Chiude l’edizione orientale del Giornale di Sicilia. Serve una strategia contro la crisi del sistema dell’informazione

C’è qualcosa di stonato nella recente chiusura dell’edizione “orientale” del Giornale di Sicilia. C’è qualcosa di non detto da parte degli editori, mentre sullo sfondo si intravede una strategia che potrebbe far compiere un pericoloso salto indietro al sistema dell’informazione in Sicilia in termini qualitativi e quantitativi.

Penso che su tutta questa vicenda, capitata non a caso in piena estate, l’Associazione siciliana della stampa, sindacato unitario dei giornalisti, debba compiere una profonda riflessione perché essa è meno circoscritta di quanto appaia.

Riguarda le prospettive di lavoro dei giornalisti siciliani e, allargando la prospettiva, i livelli di democrazia, di trasparenza e di conoscenza nella nostra regione; livelli che solo un sistema dell’informazione solido, dinamico e diversificato può assicurare.

Per giustificare la chiusura dell’edizione “Sicilia orientale”, gli editori ci avevano spiegato che i costi erano troppo alti e non venivano compensati dalle copie vendute. Motivazione valida, ma insufficiente poiché, com’è a tutti noto, nessuna testata giornalistica si sostiene soltanto con le vendite. Le stonature sono iniziate quando, col passare dei giorni, si è compreso che, diversamente da quanto annunciato, non sarebbero state sei le province interessate dai colpi di scure, ma cinque, per poi diventare quattro: Siracusa, Ragusa, Catania e Messina. Sarebbero state “salvate” Caltanissetta ed Enna, anche se integrate nell’edizione di Agrigento.

L’orchestra Morgante-Ardizzone diciamo che ha steccato in pieno l’esecuzione di uno spartito - già mal scritto – il 6 agosto (primo giorno senza edizione “Sicilia orientale”), a pagina 12, quando ha ritenuto di giustificare le ragioni della scelta e del cambiamento in corso d’opera. In un articolo di taglio basso ci è stato detto, già nell’attacco, che Caltanissetta ed Enna erano state salvate dai tagli perché sono “province fulcro e crocevia strutturale e per questo anche economico e produttivo dell’Isola”. Lo dico subito: la conferma delle pagine di Caltanissetta ed Enna è una notizia molto, molto positiva, ma la motivazione dell’azienda è stata la classica pezza peggiore del buco.

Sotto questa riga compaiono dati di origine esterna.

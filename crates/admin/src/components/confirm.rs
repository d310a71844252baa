//! Confirmation page for destructive actions.
//!
//! Deletes and cancellations are two-step: a GET renders this page, and its
//! form POSTs to the same path to carry out the action.

use askama::Template;

use crate::filters;

use super::{Nav, PageAlert};

/// Confirmation page template.
#[derive(Template)]
#[template(path = "confirm.html")]
pub struct ConfirmTemplate {
    pub nav: Nav,
    pub alert: Option<PageAlert>,
    pub title: String,
    pub message: String,
    /// Path the confirm button posts to.
    pub action: String,
    pub confirm_label: String,
    pub cancel_href: String,
}

impl ConfirmTemplate {
    /// Confirmation for deleting the record at `action`.
    #[must_use]
    pub fn delete(nav: Nav, what: &str, name: &str, action: String, cancel_href: String) -> Self {
        Self {
            nav,
            alert: None,
            title: format!("Delete {what}"),
            message: format!("Delete {what} \u{201c}{name}\u{201d}? This cannot be undone."),
            action,
            confirm_label: "Delete".to_string(),
            cancel_href,
        }
    }
}
//! Newtype IDs for type-safe references to backend records.
//!
//! Every record is owned by the clinic API, which hands out numeric IDs. The
//! `define_id!` macro wraps them so a pet ID can never be passed where an
//! appointment ID is expected.

/// Macro to define a type-safe ID wrapper.
///
/// Creates a newtype wrapper around `i64` with:
/// - `Serialize`/`Deserialize` with `#[serde(transparent)]`
/// - `Debug`, `Clone`, `Copy`, `PartialEq`, `Eq`, `Hash`, `Ord`
/// - Conversion methods: `new()`, `as_i64()`
/// - `From<i64>`, `Into<i64>`, `Display` and `FromStr` implementations
///
/// # Example
///
/// ```rust
/// # use vetdesk_core::define_id;
/// define_id!(KennelId);
/// define_id!(CageId);
///
/// let kennel = KennelId::new(1);
/// let cage = CageId::new(1);
///
/// // These are different types, so this won't compile:
/// // let _: KennelId = cage;
/// ```
#[macro_export]
macro_rules! define_id {
    ($name:ident) => {
        #[derive(
            Debug,
            Clone,
            Copy,
            PartialEq,
            Eq,
            PartialOrd,
            Ord,
            Hash,
            ::serde::Serialize,
            ::serde::Deserialize
        )]
        #[serde(transparent)]
        pub struct $name(i64);

        impl $name {
            /// Create a new ID from an i64 value.
            #[must_use]
            pub const fn new(id: i64) -> Self {
                Self(id)
            }

            /// Get the underlying i64 value.
            #[must_use]
            pub const fn as_i64(&self) -> i64 {
                self.0
            }
        }

        impl ::core::fmt::Display for $name {
            fn fmt(&self, f: &mut ::core::fmt::Formatter<'_>) -> ::core::fmt::Result {
                write!(f, "{}", self.0)
            }
        }

        impl ::core::str::FromStr for $name {
            type Err = ::core::num::ParseIntError;

            fn from_str(s: &str) -> Result<Self, Self::Err> {
                s.trim().parse::<i64>().map(Self)
            }
        }

        impl From<i64> for $name {
            fn from(id: i64) -> Self {
                Self(id)
            }
        }

        impl From<$name> for i64 {
            fn from(id: $name) -> Self {
                id.0
            }
        }
    };
}

define_id!(UserId);
define_id!(PetId);
define_id!(ServiceId);
define_id!(AppointmentId);
define_id!(ConsultationId);
define_id!(TriageId);
define_id!(DecoratorId);
define_id!(InventoryAlertId);

#[cfg(test)]
#[allow(clippy::unwrap_used)]
mod tests {
    use super::*;

    #[test]
    fn test_id_display_and_parse() {
        let id = PetId::new(42);
        assert_eq!(id.to_string(), "42");
        assert_eq!(" 42 ".parse::<PetId>().unwrap(), id);
        assert!("forty-two".parse::<PetId>().is_err());
    }

    #[test]
    fn test_id_serializes_as_bare_number() {
        let json = serde_json::to_string(&AppointmentId::new(7)).unwrap();
        assert_eq!(json, "7");

        let parsed: UserId = serde_json::from_str("19").unwrap();
        assert_eq!(parsed.as_i64(), 19);
    }
}
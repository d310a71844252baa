//! Dashboard aggregates.

use serde::{Deserialize, Serialize};

use vetdesk_core::{AlertLevel, InventoryAlertId};

/// Headline counts for the admin dashboard.
#[derive(Debug, Clone, Default, PartialEq, Eq, Serialize, Deserialize)]
#[serde(rename_all = "camelCase", default)]
pub struct DashboardStats {
    pub total_users: u64,
    pub total_pets: u64,
    pub appointments_today: u64,
    pub pending_triage: u64,
}

/// A stock item at or below its reorder level.
#[derive(Debug, Clone, PartialEq, Eq, Serialize, Deserialize)]
#[serde(rename_all = "camelCase")]
pub struct InventoryAlert {
    pub id: InventoryAlertId,
    pub item_name: String,
    #[serde(default)]
    pub current_stock: i64,
    #[serde(default)]
    pub minimum_stock: i64,
    pub severity: AlertLevel,
}

impl InventoryAlert {
    /// Units needed to get back to the minimum.
    #[must_use]
    pub const fn shortfall(&self) -> i64 {
        let gap = self.minimum_stock - self.current_stock;
        if gap > 0 { gap } else { 0 }
    }
}
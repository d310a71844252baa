//! Pet endpoints.

use reqwest::Method;
use tracing::instrument;

use vetdesk_core::{PetId, UserId};

use super::{Api, BackendError, ListPage, Pet, PetInput};

/// Query filters for `GET /pets`.
#[derive(Debug, Clone, Default, PartialEq, Eq)]
pub struct PetFilter {
    pub owner_id: Option<UserId>,
    pub species: Option<String>,
    pub search: Option<String>,
}

impl PetFilter {
    /// Only pets belonging to `owner_id`.
    #[must_use]
    pub const fn owned_by(owner_id: UserId) -> Self {
        Self {
            owner_id: Some(owner_id),
            species: None,
            search: None,
        }
    }

    fn query(&self) -> Vec<(&'static str, String)> {
        let mut query = Vec::new();
        if let Some(owner_id) = self.owner_id {
            query.push(("ownerId", owner_id.to_string()));
        }
        for (key, value) in [("species", &self.species), ("search", &self.search)] {
            if let Some(value) = value.as_deref().map(str::trim).filter(|s| !s.is_empty()) {
                query.push((key, value.to_string()));
            }
        }
        query
    }
}

/// Service wrapper for `/pets`.
#[derive(Debug, Clone, Copy)]
pub struct Pets<'a> {
    api: Api<'a>,
}

impl<'a> Pets<'a> {
    pub(crate) const fn new(api: Api<'a>) -> Self {
        Self { api }
    }

    /// List pets.
    ///
    /// # Errors
    ///
    /// Returns error if the API request fails.
    #[instrument(skip(self))]
    pub async fn list(self, filter: &PetFilter) -> Result<ListPage<Pet>, BackendError> {
        self.api.get_list("pets", &filter.query()).await
    }

    /// Get a single pet.
    ///
    /// # Errors
    ///
    /// Returns `BackendError::NotFound` if the pet does not exist.
    #[instrument(skip(self))]
    pub async fn get(self, id: PetId) -> Result<Pet, BackendError> {
        self.api.get(&format!("pets/{id}"), &[]).await
    }

    /// Register a pet.
    ///
    /// # Errors
    ///
    /// Returns `BackendError::Validation` if the API rejects the input.
    #[instrument(skip(self, input), fields(name = %input.name))]
    pub async fn create(self, input: &PetInput) -> Result<Pet, BackendError> {
        self.api.send_json(Method::POST, "pets", input).await
    }

    /// Update a pet.
    ///
    /// # Errors
    ///
    /// Returns `BackendError::Validation` if the API rejects the input.
    #[instrument(skip(self, input))]
    pub async fn update(self, id: PetId, input: &PetInput) -> Result<Pet, BackendError> {
        self.api
            .send_json(Method::PUT, &format!("pets/{id}"), input)
            .await
    }

    /// Delete a pet.
    ///
    /// # Errors
    ///
    /// Returns error if the API request fails.
    #[instrument(skip(self))]
    pub async fn delete(self, id: PetId) -> Result<(), BackendError> {
        self.api.delete(&format!("pets/{id}")).await
    }
}

#[cfg(test)]
mod tests {
    use super::*;

    #[test]
    fn test_filter_query() {
        let mut filter = PetFilter::owned_by(UserId::new(9));
        filter.species = Some("cat".to_string());
        filter.search = Some(" ".to_string());
        assert_eq!(
            filter.query(),
            vec![("ownerId", "9".to_string()), ("species", "cat".to_string())]
        );
    }
}
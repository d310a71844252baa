//! Pets (patients).

use chrono::NaiveDate;
use serde::{Deserialize, Serialize};

use vetdesk_core::{PetId, UserId};

use super::common::optional_date;

/// A patient registered to an owner.
#[derive(Debug, Clone, PartialEq, Serialize, Deserialize)]
#[serde(rename_all = "camelCase")]
pub struct Pet {
    pub id: PetId,
    pub owner_id: UserId,
    #[serde(default)]
    pub owner_name: Option<String>,
    pub name: String,
    #[serde(default)]
    pub species: String,
    #[serde(default)]
    pub breed: Option<String>,
    #[serde(default)]
    pub sex: Option<String>,
    #[serde(default, with = "optional_date")]
    pub birth_date: Option<NaiveDate>,
    #[serde(default)]
    pub weight_kg: Option<f64>,
    #[serde(default)]
    pub microchip: Option<String>,
    #[serde(default)]
    pub notes: Option<String>,
}

impl Pet {
    /// Whole years since birth, as of `today`.
    #[must_use]
    pub fn age_years(&self, today: NaiveDate) -> Option<u32> {
        self.birth_date.and_then(|born| today.years_since(born))
    }
}

/// Body for creating or updating a pet.
#[derive(Debug, Clone, PartialEq, Serialize)]
#[serde(rename_all = "camelCase")]
pub struct PetInput {
    pub owner_id: UserId,
    pub name: String,
    pub species: String,
    #[serde(skip_serializing_if = "Option::is_none")]
    pub breed: Option<String>,
    #[serde(skip_serializing_if = "Option::is_none")]
    pub sex: Option<String>,
    #[serde(skip_serializing_if = "Option::is_none", with = "optional_date")]
    pub birth_date: Option<NaiveDate>,
    #[serde(skip_serializing_if = "Option::is_none")]
    pub weight_kg: Option<f64>,
    #[serde(skip_serializing_if = "Option::is_none")]
    pub microchip: Option<String>,
    #[serde(skip_serializing_if = "Option::is_none")]
    pub notes: Option<String>,
}
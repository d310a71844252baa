//! Service price using decimal arithmetic.

use core::fmt;
use core::str::FromStr;

use rust_decimal::Decimal;
use serde::{Deserialize, Serialize};

/// Errors that can occur when parsing a [`Price`] from form input.
#[derive(thiserror::Error, Debug, Clone, PartialEq, Eq)]
pub enum PriceError {
    /// The input is not a decimal number.
    #[error("price must be a number")]
    NotANumber,
    /// The input is below zero.
    #[error("price cannot be negative")]
    Negative,
}

/// Price of a clinic service in the clinic's currency.
///
/// Serialized as a decimal string (`"45.00"`) so no precision is lost on the
/// way to or from the API.
#[derive(Debug, Clone, Copy, PartialEq, Eq, PartialOrd, Ord, Default, Serialize, Deserialize)]
#[serde(transparent)]
pub struct Price(Decimal);

impl Price {
    /// Create a price from a decimal amount.
    #[must_use]
    pub const fn new(amount: Decimal) -> Self {
        Self(amount)
    }

    /// The raw decimal amount.
    #[must_use]
    pub const fn amount(&self) -> Decimal {
        self.0
    }

    /// Parse a price typed into a form (`"45"`, `"45.5"`, `"$45.50"`).
    ///
    /// # Errors
    ///
    /// Returns [`PriceError`] if the input is not a non-negative number.
    pub fn parse(input: &str) -> Result<Self, PriceError> {
        let cleaned = input.trim().trim_start_matches('$').replace(',', "");
        let amount = Decimal::from_str(&cleaned).map_err(|_| PriceError::NotANumber)?;
        if amount.is_sign_negative() && !amount.is_zero() {
            return Err(PriceError::Negative);
        }
        Ok(Self(amount.round_dp(2)))
    }
}

impl fmt::Display for Price {
    fn fmt(&self, f: &mut fmt::Formatter<'_>) -> fmt::Result {
        write!(f, "${:.2}", self.0)
    }
}

#[cfg(test)]
#[allow(clippy::unwrap_used)]
mod tests {
    use super::*;

    #[test]
    fn test_parse_and_display() {
        assert_eq!(Price::parse("45").unwrap().to_string(), "$45.00");
        assert_eq!(Price::parse(" $1,250.5 ").unwrap().to_string(), "$1250.50");
        assert_eq!(Price::parse("0").unwrap(), Price::default());
    }

    #[test]
    fn test_parse_rejects_bad_input() {
        assert_eq!(Price::parse("free"), Err(PriceError::NotANumber));
        assert_eq!(Price::parse("-3"), Err(PriceError::Negative));
    }

    #[test]
    fn test_serializes_as_string() {
        let price = Price::parse("19.99").unwrap();
        assert_eq!(serde_json::to_string(&price).unwrap(), "\"19.99\"");
    }
}
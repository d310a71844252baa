//! Page alert banners.
//!
//! Every page can show one banner above its content. Load failures carry a
//! "Reload" link; form failures do not, since reloading would drop the input.
//! Redirect-after-post flows pass a short `?notice=` code instead of the text.

use serde::Deserialize;

use crate::backend::BackendError;

/// Visual style of a banner.
#[derive(Debug, Clone, Copy, PartialEq, Eq)]
pub enum AlertKind {
    Success,
    Info,
    Error,
}

impl AlertKind {
    /// CSS modifier class used by `alert--*` styles.
    #[must_use]
    pub const fn css_class(self) -> &'static str {
        match self {
            Self::Success => "alert--success",
            Self::Info => "alert--info",
            Self::Error => "alert--error",
        }
    }
}

/// A banner shown at the top of a page.
#[derive(Debug, Clone, PartialEq, Eq)]
pub struct PageAlert {
    pub kind: AlertKind,
    pub message: String,
    /// Offer a "Reload" link.
    pub reload: bool,
}

impl PageAlert {
    /// Green confirmation banner.
    #[must_use]
    pub fn success(message: impl Into<String>) -> Self {
        Self {
            kind: AlertKind::Success,
            message: message.into(),
            reload: false,
        }
    }

    /// Neutral information banner.
    #[must_use]
    pub fn info(message: impl Into<String>) -> Self {
        Self {
            kind: AlertKind::Info,
            message: message.into(),
            reload: false,
        }
    }

    /// Error banner for a rejected form submission.
    #[must_use]
    pub fn error(message: impl Into<String>) -> Self {
        Self {
            kind: AlertKind::Error,
            message: message.into(),
            reload: false,
        }
    }

    /// Error banner for data that failed to load.
    #[must_use]
    pub fn from_backend(err: &BackendError) -> Self {
        Self {
            kind: AlertKind::Error,
            message: err.user_message(),
            reload: true,
        }
    }

    /// Banner for a `?notice=` code, if the code is known.
    #[must_use]
    pub fn notice(code: &str) -> Option<Self> {
        let alert = match code {
            "created" => Self::success("Record created."),
            "updated" => Self::success("Changes saved."),
            "deleted" => Self::success("Record deleted."),
            "cancelled" => Self::success("Appointment cancelled."),
            "status_updated" => Self::success("Status updated."),
            "decorator_added" => Self::success("Note added to the appointment."),
            "decorator_removed" => Self::success("Note removed from the appointment."),
            "profile_updated" => Self::success("Your profile has been updated."),
            "password_changed" => Self::success("Your password has been changed."),
            "password_reset" => Self::success("Your password has been reset. Please sign in."),
            "reset_sent" => Self::info(
                "If an account exists for that address, a reset link is on its way.",
            ),
            "signed_out" => Self::info("You have been signed out."),
            "session_expired" => Self::info("Your session has expired. Please sign in again."),
            "cannot_delete_self" => Self::error("You cannot delete your own account."),
            "closed" => Self::error("This appointment is closed and can no longer be changed."),
            _ => return None,
        };
        Some(alert)
    }
}

/// The `?notice=` query parameter.
#[derive(Debug, Default, Deserialize)]
pub struct NoticeQuery {
    pub notice: Option<String>,
}

impl NoticeQuery {
    /// Banner for the notice, if any.
    #[must_use]
    pub fn alert(&self) -> Option<PageAlert> {
        self.notice.as_deref().and_then(PageAlert::notice)
    }
}

#[cfg(test)]
mod tests {
    use super::*;

    #[test]
    fn test_backend_errors_offer_reload() {
        let alert = PageAlert::from_backend(&BackendError::NotFound);
        assert_eq!(alert.kind, AlertKind::Error);
        assert!(alert.reload);
        assert_eq!(alert.message, "The requested record could not be found.");
    }

    #[test]
    fn test_notice_codes() {
        let query = NoticeQuery {
            notice: Some("deleted".to_string()),
        };
        assert_eq!(query.alert().map(|a| a.kind), Some(AlertKind::Success));

        assert_eq!(PageAlert::notice("<script>"), None);
        assert_eq!(NoticeQuery::default().alert(), None);
        assert_eq!(
            PageAlert::notice("cannot_delete_self").map(|a| a.kind),
            Some(AlertKind::Error)
        );
    }
}
//! Shared page components.
//!
//! Pieces every page template composes: the navigation, the alert banner,
//! select options, the confirmation page, and list search.

pub mod alert;
pub mod confirm;
pub mod nav;
pub mod search;
pub mod select;

pub use alert::{AlertKind, NoticeQuery, PageAlert};
pub use confirm::ConfirmTemplate;
pub use nav::Nav;
pub use search::{Searchable, filter_by_query, normalize_query};
pub use select::{Choice, SelectOption};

Gli editori del Giornale di Sicilia quanto conoscono la Sicilia orientale e le potenzialità?

Mi chiedo quale sia il livello di conoscenza che i nostri principali editori hanno della Sicilia, e sì che sono a capo di aziende che producono informazione. Mi chiedo da quanto tempo non mettano piede nel Sud-Est tra Catania (la seconda provincia della Sicilia), Siracusa (la quarta) e Ragusa (tralascio Messina solo perché è già sede di un quotidiano dello stesso gruppo). Sanno che in quest’area c'è uno dei poli petrolchimici più grandi d’Europa e che ci sono due aeroporti e uno dei porti commerciali (quello di Augusta) più grandi del Paese? Hanno un’idea del volume d’affari del mercato ortofrutticolo di Vittoria (il terzo in Italia) e che a Portopalo di Capo Passero c’è la seconda flotta peschereccia siciliana dopo quella di Mazara del Vallo? Conoscono quanti siti Unesco ci sono in queste tre province? Conoscono la loro agricoltura, la loro zootecnica e la loro enogastronomia di qualità? Hanno mai sentito parlare dei luoghi del commissario Montalbano? Sanno cosa comporti tutto questo in termini di flussi turistici? Si ricordano che Siracusa (come Agrigento) dispone di un patrimonio archeologico invidiato nel mondo e che Catania e Ragusa sono storicamente le aree economiche più dinamiche dell'Isola?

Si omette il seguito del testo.